### About this task
Exercise in exact copying. Transcribe every entry that follows, word for word.

### Saved data entries
----

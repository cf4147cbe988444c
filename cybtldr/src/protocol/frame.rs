//! Bootloader packet framing.
//!
//! Commands and responses share one layout:
//!
//! ```text
//! +-------+-----+---------+-----------+----------+------+
//! | Start | Cmd | Length  |   Data    | Checksum | Stop |
//! +-------+-----+---------+-----------+----------+------+
//! |   1   |  1  | 2 (LE)  |  Length   |  2 (LE)  |  1   |
//! +-------+-----+---------+-----------+----------+------+
//! | 0x01  | cmd |   len   |  payload  |  cksum   | 0x17 |
//! +-------+-----+---------+-----------+----------+------+
//! ```
//!
//! In responses the command byte carries the bootloader status. The checksum
//! covers every byte before the checksum field.

use crate::error::{BootloaderStatus, Error, ErrorCode, Result};
use crate::protocol::checksum::{ChecksumType, checksum16};
use byteorder::{ByteOrder, LittleEndian, WriteBytesExt};

/// First byte of every packet.
pub const START_OF_PACKET: u8 = 0x01;

/// Last byte of every packet.
pub const END_OF_PACKET: u8 = 0x17;

/// Size of a packet with an empty payload.
pub const BASE_CMD_SIZE: usize = 7;

/// Largest packet the bootloader accepts.
pub const MAX_COMMAND_SIZE: usize = 512;

/// Largest payload that fits in one packet.
pub const MAX_PAYLOAD_SIZE: usize = MAX_COMMAND_SIZE - BASE_CMD_SIZE;

/// Offset of the payload inside a packet.
pub const DATA_OFFSET: usize = 4;

/// Encode one packet.
///
/// `code` is the command byte for requests (or the status byte when building
/// a response).
#[allow(clippy::cast_possible_truncation)]
#[allow(clippy::unwrap_used)] // Writing to Vec<u8> cannot fail
pub fn build_frame(code: u8, payload: &[u8], checksum: ChecksumType) -> Result<Vec<u8>> {
    if payload.len() > MAX_PAYLOAD_SIZE {
        return Err(Error::frame(
            ErrorCode::Length,
            format!(
                "payload of {} bytes exceeds {MAX_PAYLOAD_SIZE}",
                payload.len()
            ),
        ));
    }

    let mut buf = Vec::with_capacity(payload.len() + BASE_CMD_SIZE);
    buf.push(START_OF_PACKET);
    buf.push(code);
    // Fits: payload is at most MAX_PAYLOAD_SIZE bytes
    buf.write_u16::<LittleEndian>(payload.len() as u16)
        .unwrap();
    buf.extend_from_slice(payload);

    let cksum = checksum16(&buf, checksum);
    buf.write_u16::<LittleEndian>(cksum)
        .unwrap();
    buf.push(END_OF_PACKET);

    Ok(buf)
}

/// Validate a response packet and return its payload.
///
/// Fails with [`ErrorCode::Length`] when the packet size does not match
/// `data_size`, with [`Error::Bootloader`] when the status byte is nonzero,
/// and with [`ErrorCode::Data`] when the framing markers are inconsistent.
/// The checksum field is not checked here.
pub fn parse_response(frame: &[u8], data_size: usize) -> Result<&[u8]> {
    let expected = data_size + BASE_CMD_SIZE;
    if frame.len() != expected {
        return Err(Error::frame(
            ErrorCode::Length,
            format!(
                "response is {} bytes, expected {expected}",
                frame.len()
            ),
        ));
    }

    let status = BootloaderStatus::from(frame[1]);
    if !status.is_success() {
        return Err(Error::Bootloader(status));
    }

    let length = usize::from(LittleEndian::read_u16(&frame[2..4]));
    if frame[0] != START_OF_PACKET || length != data_size || frame[expected - 1] != END_OF_PACKET {
        return Err(Error::frame(
            ErrorCode::Data,
            format!("malformed response {frame:02X?}"),
        ));
    }

    Ok(&frame[DATA_OFFSET..DATA_OFFSET + data_size])
}

/// Best-effort status extraction from bytes that did not form the expected
/// response.
///
/// Returns the embedded status only if the bytes form a complete packet with
/// valid start, stop and checksum fields.
pub fn try_parse_status(buf: &[u8], checksum: ChecksumType) -> Option<BootloaderStatus> {
    if buf.len() < BASE_CMD_SIZE || buf[0] != START_OF_PACKET {
        return None;
    }

    let data_size = usize::from(LittleEndian::read_u16(&buf[2..4]));
    let end = data_size + BASE_CMD_SIZE;
    if buf.len() < end || buf[end - 1] != END_OF_PACKET {
        return None;
    }

    let cksum_at = DATA_OFFSET + data_size;
    let expected = LittleEndian::read_u16(&buf[cksum_at..cksum_at + 2]);
    if checksum16(&buf[..cksum_at], checksum) != expected {
        return None;
    }

    Some(BootloaderStatus::from(buf[1]))
}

----

### Exercise output
repository cf4147cbe988444c
filename cybtldr/src/protocol/frame.rs
//! Bootloader packet framing.
//!
//! Commands and responses share one layout:
//!
//! ```text
//! +-------+-----+---------+-----------+----------+------+
//! | Start | Cmd | Length  |   Data    | Checksum | Stop |
//! +-------+-----+---------+-----------+----------+------+
//! |   1   |  1  | 2 (LE)  |  Length   |  2 (LE)  |  1   |
//! +-------+-----+---------+-----------+----------+------+
//! | 0x01  | cmd |   len   |  payload  |  cksum   | 0x17 |
//! +-------+-----+---------+-----------+----------+------+
//! ```
//!
//! In responses the command byte carries the bootloader status. The checksum
//! covers every byte before the checksum field.

use crate::error::{BootloaderStatus, Error, ErrorCode, Result};
use crate::protocol::checksum::{ChecksumType, checksum16};
use byteorder::{ByteOrder, LittleEndian, WriteBytesExt};

/// First byte of every packet.
pub const START_OF_PACKET: u8 = 0x01;

/// Last byte of every packet.
pub const END_OF_PACKET: u8 = 0x17;

/// Size of a packet with an empty payload.
pub const BASE_CMD_SIZE: usize = 7;

/// Largest packet the bootloader accepts.
pub const MAX_COMMAND_SIZE: usize = 512;

/// Largest payload that fits in one packet.
pub const MAX_PAYLOAD_SIZE: usize = MAX_COMMAND_SIZE - BASE_CMD_SIZE;

/// Offset of the payload inside a packet.
pub const DATA_OFFSET: usize = 4;

/// Encode one packet.
///
/// `code` is the command byte for requests (or the status byte when building
/// a response).
#[allow(clippy::cast_possible_truncation)]
#[allow(clippy::unwrap_used)] // Writing to Vec<u8> cannot fail
pub fn build_frame(code: u8, payload: &[u8], checksum: ChecksumType) -> Result<Vec<u8>> {
    if payload.len() > MAX_PAYLOAD_SIZE {
        return Err(Error::frame(
            ErrorCode::Length,
            format!(
                "payload of {} bytes exceeds {MAX_PAYLOAD_SIZE}",
                payload.len()
            ),
        ));
    }

    let mut buf = Vec::with_capacity(payload.len() + BASE_CMD_SIZE);
    buf.push(START_OF_PACKET);
    buf.push(code);
    // Fits: payload is at most MAX_PAYLOAD_SIZE bytes
    buf.write_u16::<LittleEndian>(payload.len() as u16)
        .unwrap();
    buf.extend_from_slice(payload);

    let cksum = checksum16(&buf, checksum);
    buf.write_u16::<LittleEndian>(cksum)
        .unwrap();
    buf.push(END_OF_PACKET);

    Ok(buf)
}

/// Validate a response packet and return its payload.
///
/// Fails with [`ErrorCode::Length`] when the packet size does not match
/// `data_size`, with [`Error::Bootloader`] when the status byte is nonzero,
/// and with [`ErrorCode::Data`] when the framing markers are inconsistent.
/// The checksum field is not checked here.
pub fn parse_response(frame: &[u8], data_size: usize) -> Result<&[u8]> {
    let expected = data_size + BASE_CMD_SIZE;
    if frame.len() != expected {
        return Err(Error::frame(
            ErrorCode::Length,
            format!(
                "response is {} bytes, expected {expected}",
                frame.len()
            ),
        ));
    }

    let status = BootloaderStatus::from(frame[1]);
    if !status.is_success() {
        return Err(Error::Bootloader(status));
    }

    let length = usize::from(LittleEndian::read_u16(&frame[2..4]));
    if frame[0] != START_OF_PACKET || length != data_size || frame[expected - 1] != END_OF_PACKET {
        return Err(Error::frame(
            ErrorCode::Data,
            format!("malformed response {frame:02X?}"),
        ));
    }

    Ok(&frame[DATA_OFFSET..DATA_OFFSET + data_size])
}

/// Best-effort status extraction from bytes that did not form the expected
/// response.
///
/// Returns the embedded status only if the bytes form a complete packet with
/// valid start, stop and checksum fields.
pub fn try_parse_status(buf: &[u8], checksum: ChecksumType) -> Option<BootloaderStatus> {
    if buf.len() < BASE_CMD_SIZE || buf[0] != START_OF_PACKET {
        return None;
    }

    let data_size = usize::from(LittleEndian::read_u16(&buf[2..4]));
    let end = data_size + BASE_CMD_SIZE;
    if buf.len() < end || buf[end - 1] != END_OF_PACKET {
        return None;
    }

    let cksum_at = DATA_OFFSET + data_size;
    let expected = LittleEndian::read_u16(&buf[cksum_at..cksum_at + 2]);
    if checksum16(&buf[..cksum_at], checksum) != expected {
        return None;
    }

    Some(BootloaderStatus::from(buf[1]))
}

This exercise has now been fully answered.